Exercise details
Find the string "seeded" in the data, and copy out each line that has it.

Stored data

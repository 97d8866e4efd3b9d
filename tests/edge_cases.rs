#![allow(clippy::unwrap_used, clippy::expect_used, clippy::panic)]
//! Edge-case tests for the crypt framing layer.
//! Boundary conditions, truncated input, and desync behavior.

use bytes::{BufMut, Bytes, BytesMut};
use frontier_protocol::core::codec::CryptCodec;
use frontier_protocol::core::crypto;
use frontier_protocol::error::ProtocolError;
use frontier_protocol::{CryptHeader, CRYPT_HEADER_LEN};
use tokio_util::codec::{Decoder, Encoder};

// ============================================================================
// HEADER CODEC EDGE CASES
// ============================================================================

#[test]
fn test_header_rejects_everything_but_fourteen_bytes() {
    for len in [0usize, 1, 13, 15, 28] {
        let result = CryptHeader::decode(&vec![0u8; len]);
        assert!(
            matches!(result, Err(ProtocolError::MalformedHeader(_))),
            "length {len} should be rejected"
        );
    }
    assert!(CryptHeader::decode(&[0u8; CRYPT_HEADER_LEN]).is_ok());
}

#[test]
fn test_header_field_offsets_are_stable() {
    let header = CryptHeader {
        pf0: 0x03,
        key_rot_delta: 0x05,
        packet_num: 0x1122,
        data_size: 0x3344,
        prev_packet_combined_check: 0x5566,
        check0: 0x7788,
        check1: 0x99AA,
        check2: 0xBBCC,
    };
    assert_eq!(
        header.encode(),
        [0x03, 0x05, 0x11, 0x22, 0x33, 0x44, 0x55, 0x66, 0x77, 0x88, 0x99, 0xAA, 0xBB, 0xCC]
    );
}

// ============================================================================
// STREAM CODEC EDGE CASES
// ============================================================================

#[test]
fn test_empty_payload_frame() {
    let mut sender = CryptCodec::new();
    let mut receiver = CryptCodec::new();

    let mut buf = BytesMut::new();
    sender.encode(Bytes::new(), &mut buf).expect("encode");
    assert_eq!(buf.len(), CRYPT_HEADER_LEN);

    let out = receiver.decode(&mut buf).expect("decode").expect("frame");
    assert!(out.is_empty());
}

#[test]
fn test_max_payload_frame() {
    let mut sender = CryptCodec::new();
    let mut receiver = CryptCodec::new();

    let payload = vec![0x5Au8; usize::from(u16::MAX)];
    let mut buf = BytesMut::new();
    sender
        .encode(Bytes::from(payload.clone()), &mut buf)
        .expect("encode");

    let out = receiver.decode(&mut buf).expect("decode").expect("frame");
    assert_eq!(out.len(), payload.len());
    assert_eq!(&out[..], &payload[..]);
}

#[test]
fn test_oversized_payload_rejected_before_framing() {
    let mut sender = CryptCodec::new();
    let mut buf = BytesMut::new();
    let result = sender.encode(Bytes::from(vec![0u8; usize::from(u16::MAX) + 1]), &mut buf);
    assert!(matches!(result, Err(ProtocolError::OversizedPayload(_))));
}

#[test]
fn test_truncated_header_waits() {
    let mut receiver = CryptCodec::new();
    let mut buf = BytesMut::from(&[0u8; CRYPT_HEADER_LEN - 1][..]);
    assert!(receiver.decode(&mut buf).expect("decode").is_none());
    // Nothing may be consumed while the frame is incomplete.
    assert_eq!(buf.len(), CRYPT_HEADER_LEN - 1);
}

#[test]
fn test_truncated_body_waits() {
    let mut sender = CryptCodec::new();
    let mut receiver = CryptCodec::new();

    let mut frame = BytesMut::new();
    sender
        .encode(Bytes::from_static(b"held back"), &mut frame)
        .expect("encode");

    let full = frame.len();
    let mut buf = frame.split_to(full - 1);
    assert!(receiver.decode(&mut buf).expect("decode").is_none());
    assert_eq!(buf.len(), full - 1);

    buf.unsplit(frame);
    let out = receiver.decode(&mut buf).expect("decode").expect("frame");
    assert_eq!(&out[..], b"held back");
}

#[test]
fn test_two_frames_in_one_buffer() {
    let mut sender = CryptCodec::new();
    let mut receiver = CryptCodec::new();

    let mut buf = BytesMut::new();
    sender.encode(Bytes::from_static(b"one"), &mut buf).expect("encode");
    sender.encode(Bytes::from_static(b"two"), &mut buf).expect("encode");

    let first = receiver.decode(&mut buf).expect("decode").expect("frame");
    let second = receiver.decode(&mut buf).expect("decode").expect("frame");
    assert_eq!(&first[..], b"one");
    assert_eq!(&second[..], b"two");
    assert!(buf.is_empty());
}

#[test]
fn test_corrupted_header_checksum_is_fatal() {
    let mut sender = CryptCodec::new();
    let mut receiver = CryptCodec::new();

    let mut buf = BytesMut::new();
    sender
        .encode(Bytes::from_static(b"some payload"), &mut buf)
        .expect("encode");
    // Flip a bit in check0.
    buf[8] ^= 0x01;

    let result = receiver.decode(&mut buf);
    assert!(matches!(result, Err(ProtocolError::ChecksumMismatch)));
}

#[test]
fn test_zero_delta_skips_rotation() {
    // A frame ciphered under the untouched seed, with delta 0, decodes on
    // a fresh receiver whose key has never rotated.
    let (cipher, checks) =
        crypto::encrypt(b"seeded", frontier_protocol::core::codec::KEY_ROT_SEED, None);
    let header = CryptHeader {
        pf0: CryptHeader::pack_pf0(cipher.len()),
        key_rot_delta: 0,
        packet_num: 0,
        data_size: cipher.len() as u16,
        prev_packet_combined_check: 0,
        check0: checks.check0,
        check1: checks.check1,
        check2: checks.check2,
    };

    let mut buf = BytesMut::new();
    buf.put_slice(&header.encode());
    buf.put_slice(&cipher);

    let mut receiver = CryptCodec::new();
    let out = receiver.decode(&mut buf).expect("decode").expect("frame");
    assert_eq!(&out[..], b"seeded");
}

Exercise solution
        crypto::encrypt(b"seeded", frontier_protocol::core::codec::KEY_ROT_SEED, None);
    assert_eq!(&out[..], b"seeded");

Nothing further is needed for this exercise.